Marbella and the Freedom of Building Contemporary Art Differently

Jun 7, 2026
Isolina Arbulu Gallery with sculpture by artist Arturo Berned
Isolina Arbulu Gallery with sculpture by artist Arturo Berned
 

There are cities where contemporary art feels deeply institutionalized, shaped by long histories, established structures, and cultural expectations. Marbella is not one of them. And that may be precisely its greatest strength.

Marbella still feels, in many ways, like a cultural frontier. A place where things are not entirely defined yet, where contemporary art exists with a certain freedom, outside many of the rigid frameworks that shape more established art capitals. That openness creates possibility.

 

When I opened Galería Isolina Arbulu in 2019, I was not discovering Marbella for the first time. I had already lived here for almost twenty years. What the gallery revealed to me, however, was a completely different side of the city.

 

Very quickly, I realized that the people walking through the gallery did not belong to one single world. Alongside local visitors and collectors came entrepreneurs, architects, technology professionals, creatives, international families, and people from very different cultural backgrounds, each approaching contemporary art through their own perspective and experiences. That diversity changed the way I understood both Marbella and the role the gallery could play within it.

 

Because Marbella does not function like a traditional cultural city. Many nationalities, lifestyles, and social worlds coexist here simultaneously, often moving in parallel rather than truly intersecting. It is a complex ecosystem that takes time to understand and even more time to navigate. But within that complexity, there is also an unusual sense of freedom.

 

There are fewer predefined expectations about what a contemporary art gallery here is supposed to be. No dominant institutional structure imposing strict boundaries. Less pressure to follow a particular aesthetic, discipline, or curatorial language. Fewer prejudices about how art should be presented or who it should speak to. As a gallerist, that freedom has been incredibly valuable.

 

It allowed the gallery to evolve in a more intuitive and experimental way, moving naturally between very different types of exhibitions, artists, and formats without feeling constrained by rigid categories. Some projects are immersive and installation-based, others quieter and more contemplative.
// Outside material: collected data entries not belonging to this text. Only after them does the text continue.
use crate::helpers::spawn_app;

#[tokio::test]
async fn health_check_works() {
    let Some(app) = spawn_app().await else { return };

    let resp = reqwest::get(format!("{}/health_check", app.addr))
        .await
        .unwrap();
    assert!(resp.status().is_success());
    assert_eq!(resp.content_length(), Some(0));
}
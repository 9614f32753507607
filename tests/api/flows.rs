use chrono::Utc;
use serde_json::json;

use crate::helpers::spawn_app;
use crate::helpers::TestApp;

async fn seed_welcome_template(app: &TestApp) {
    let resp = app
        .post_json(
            "/api/template/welcome",
            json!({
                "subject": r#"|user| "Welcome, " + user.name"#,
                "html": "<p>Hi <%= user.name %></p>",
            }),
        )
        .await;
    assert_eq!(resp.status().as_u16(), 200);
}

#[tokio::test]
async fn onboarding_static_flow_sends_one_welcome_email() {
    let Some(app) = spawn_app().await else { return };
    app.configure_postmark().await;
    seed_welcome_template(&app).await;

    app.post_json(
        "/api/segment/all",
        json!({ "evaluator": "SELECT id FROM users" }),
    )
    .await;
    app.post_json(
        "/api/campaign/c",
        json!({
            "flow": r#"|ctx, rt| { rt.send_email("welcome"); }"#,
            "segments": ["all"],
            "behavior": "static",
        }),
    )
    .await;
    app.post_json(
        "/api/user/u1",
        json!({ "attributes": { "email": "a@x.com", "name": "A" } }),
    )
    .await;

    // first tick sends, second tick finds the flow exhausted
    app.tick().await;
    app.tick().await;

    let emails = app.sent_emails().await;
    assert_eq!(emails.len(), 1);
    assert_eq!(emails[0]["To"], json!("a@x.com"));
    assert_eq!(emails[0]["Subject"], json!("Welcome, A"));
    assert!(emails[0]["HtmlBody"].as_str().unwrap().contains("Hi A"));
    assert_eq!(
        app.execution_status("u1", "c").await.as_deref(),
        Some("completed")
    );

    // a completed execution is never picked up again
    app.tick().await;
    assert_eq!(app.sent_emails().await.len(), 1);
}

#[tokio::test]
async fn static_campaigns_keep_users_who_stop_matching() {
    let Some(app) = spawn_app().await else { return };
    app.configure_postmark().await;
    seed_welcome_template(&app).await;

    app.post_json(
        "/api/segment/active",
        json!({
            "evaluator":
                "SELECT id FROM users WHERE JSON_EXTRACT(attributes, '$.active') = true"
        }),
    )
    .await;
    app.post_json(
        "/api/campaign/c",
        json!({
            "flow": r#"|ctx, rt| { rt.send_email("welcome"); }"#,
            "segments": ["active"],
            "behavior": "static",
        }),
    )
    .await;
    app.post_json(
        "/api/user/u1",
        json!({ "attributes": { "email": "a@x.com", "name": "A", "active": true } }),
    )
    .await;
    app.tick().await;
    app.tick().await;
    assert_eq!(
        app.execution_status("u1", "c").await.as_deref(),
        Some("completed")
    );

    app.patch_json("/api/user/u1", json!({ "attributes": { "active": false } }))
        .await;

    // out of the segment, still in the campaign
    let segments: serde_json::Value = app
        .get("/api/user/u1/segment")
        .await
        .json::<serde_json::Value>()
        .await
        .unwrap();
    assert_eq!(segments["value"], json!([]));
    let (memberships,): (i64,) = sqlx::query_as(
        "SELECT COUNT(*) FROM campaign_memberships WHERE user_id = 'u1' AND campaign_id = 'c'",
    )
    .fetch_one(&app.pool)
    .await
    .unwrap();
    assert_eq!(memberships, 1);
}

#[tokio::test]
async fn dynamic_campaign_exit_terminates_before_the_second_email() {
    let Some(app) = spawn_app().await else { return };
    app.configure_postmark().await;
    seed_welcome_template(&app).await;

    app.post_json(
        "/api/segment/active",
        json!({
            "evaluator":
                "SELECT id FROM users WHERE JSON_EXTRACT(attributes, '$.active') = true"
        }),
    )
    .await;
    app.post_json(
        "/api/campaign/c",
        json!({
            "flow": r#"|ctx, rt| {
                rt.send_email("welcome");
                rt.wait(#{ seconds: 60 });
                rt.send_email("welcome");
            }"#,
            "segments": ["active"],
            "behavior": "dynamic",
        }),
    )
    .await;
    app.post_json(
        "/api/user/u1",
        json!({ "attributes": { "email": "a@x.com", "name": "A", "active": true } }),
    )
    .await;

    app.tick().await; // sends the welcome email, due again immediately
    app.tick().await; // reaches the wait, sleeps for 60s
    assert_eq!(app.sent_emails().await.len(), 1);
    assert_eq!(
        app.execution_status("u1", "c").await.as_deref(),
        Some("sleeping")
    );

    // the user stops matching before the wait elapses
    app.patch_json("/api/user/u1", json!({ "attributes": { "active": false } }))
        .await;

    assert_eq!(
        app.execution_status("u1", "c").await.as_deref(),
        Some("terminated")
    );
    let (error,): (Option<String>,) =
        sqlx::query_as("SELECT error FROM executions WHERE user_id = 'u1' AND campaign_id = 'c'")
            .fetch_one(&app.pool)
            .await
            .unwrap();
    assert!(error.unwrap().contains("no longer matches"));

    app.tick().await;
    assert_eq!(app.sent_emails().await.len(), 1);
}

#[tokio::test]
async fn wait_commands_sleep_for_the_summed_duration() {
    let Some(app) = spawn_app().await else { return };
    app.configure_postmark().await;
    seed_welcome_template(&app).await;

    app.post_json(
        "/api/segment/all",
        json!({ "evaluator": "SELECT id FROM users" }),
    )
    .await;
    app.post_json(
        "/api/campaign/c",
        json!({
            "flow": r#"|ctx, rt| {
                rt.wait(#{ days: 1, hours: 2 });
                rt.send_email("welcome");
            }"#,
            "segments": ["all"],
            "behavior": "static",
        }),
    )
    .await;
    let before = Utc::now();
    app.post_json(
        "/api/user/u1",
        json!({ "attributes": { "email": "a@x.com", "name": "A" } }),
    )
    .await;

    assert_eq!(app.tick().await, 1);
    assert_eq!(
        app.execution_status("u1", "c").await.as_deref(),
        Some("sleeping")
    );
    let (sleep_until,): (chrono::DateTime<Utc>,) = sqlx::query_as(
        "SELECT sleep_until FROM executions WHERE user_id = 'u1' AND campaign_id = 'c'",
    )
    .fetch_one(&app.pool)
    .await
    .unwrap();
    let expected = before + chrono::Duration::hours(26);
    assert!(sleep_until >= expected - chrono::Duration::minutes(1));
    assert!(sleep_until <= expected + chrono::Duration::minutes(1));

    // not due, so nothing advances and no email goes out
    assert_eq!(app.tick().await, 0);
    assert!(app.sent_emails().await.is_empty());
}

#[tokio::test]
async fn attribute_writes_from_the_flow_are_persisted() {
    let Some(app) = spawn_app().await else { return };
    app.configure_postmark().await;

    app.post_json(
        "/api/segment/all",
        json!({ "evaluator": "SELECT id FROM users" }),
    )
    .await;
    app.post_json(
        "/api/campaign/c",
        json!({
            "flow": r#"|ctx, rt| {
                ctx.attributes.stage = "waiting";
                rt.wait(#{ days: 1 });
            }"#,
            "segments": ["all"],
            "behavior": "static",
        }),
    )
    .await;
    app.post_json(
        "/api/user/u1",
        json!({ "attributes": { "email": "a@x.com", "stage": "new" } }),
    )
    .await;

    app.tick().await;
    let user: serde_json::Value = app
        .get("/api/user/u1")
        .await
        .json::<serde_json::Value>()
        .await
        .unwrap();
    assert_eq!(user["value"]["stage"], json!("waiting"));
}

#[tokio::test]
async fn a_throwing_flow_fails_its_execution() {
    let Some(app) = spawn_app().await else { return };

    app.post_json(
        "/api/segment/all",
        json!({ "evaluator": "SELECT id FROM users" }),
    )
    .await;
    app.post_json(
        "/api/campaign/c",
        json!({
            "flow": r#"|ctx, rt| { throw "broken flow"; }"#,
            "segments": ["all"],
            "behavior": "static",
        }),
    )
    .await;
    app.post_json(
        "/api/user/u1",
        json!({ "attributes": { "email": "a@x.com" } }),
    )
    .await;

    app.tick().await;
    assert_eq!(
        app.execution_status("u1", "c").await.as_deref(),
        Some("failed")
    );
}

#[tokio::test]
async fn sms_commands_are_rejected() {
    let Some(app) = spawn_app().await else { return };

    app.post_json(
        "/api/segment/all",
        json!({ "evaluator": "SELECT id FROM users" }),
    )
    .await;
    app.post_json(
        "/api/campaign/c",
        json!({
            "flow": r#"|ctx, rt| { rt.send_sms("hi"); }"#,
            "segments": ["all"],
            "behavior": "static",
        }),
    )
    .await;
    app.post_json(
        "/api/user/u1",
        json!({ "attributes": { "email": "a@x.com" } }),
    )
    .await;

    app.tick().await;
    assert_eq!(
        app.execution_status("u1", "c").await.as_deref(),
        Some("failed")
    );
    let (error,): (Option<String>,) =
        sqlx::query_as("SELECT error FROM executions WHERE user_id = 'u1' AND campaign_id = 'c'")
            .fetch_one(&app.pool)
            .await
            .unwrap();
    assert!(error.unwrap().contains("not implemented"));
}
Some visitors arrive deeply engaged with contemporary art, while others walk in for the first time simply out of curiosity. I find that mixture refreshing.

 

Projects like the Black Room could probably only emerge in a place like Marbella, precisely because there is still room here to experiment without the weight of excessive institutional expectations.

 

Since 2020, the city has evolved even more rapidly. The rise of remote work, particularly in technology and creative industries, has brought a new generation of international residents to Marbella. For many people no longer tied to cities like London, Berlin, or New York, the idea of building a life somewhere with light, space, nature, and a slower rhythm has become increasingly appealing. And Marbella naturally attracts people searching for that balance.

 

What interests me is that many of these new residents arrive with strong cultural curiosity. They may not fit the traditional image of contemporary art collectors, but they are visually aware, internationally exposed, and genuinely interested in architecture, design, creativity, and culture as part of daily life. That changes the relationship between art and the city itself.

 

In Marbella, contemporary art rarely feels completely separated from everyday living. It exists alongside architecture, hospitality, interior design, gastronomy, and private spaces. People encounter artworks not only inside galleries, but inside homes, hotels, restaurants, gardens, and conversations.

 

For me, that is what makes Marbella such an interesting place for contemporary art today.

Not because it is already a consolidated art capital, but because it is still evolving. There is still space to build things organically, to take risks, and to create unexpected connections between people and ideas that might never meet elsewhere.

 

Marbella remains, in many ways, a hidden cultural possibility. A place without fixed boundaries. And for contemporary art, that can be a very powerful thing.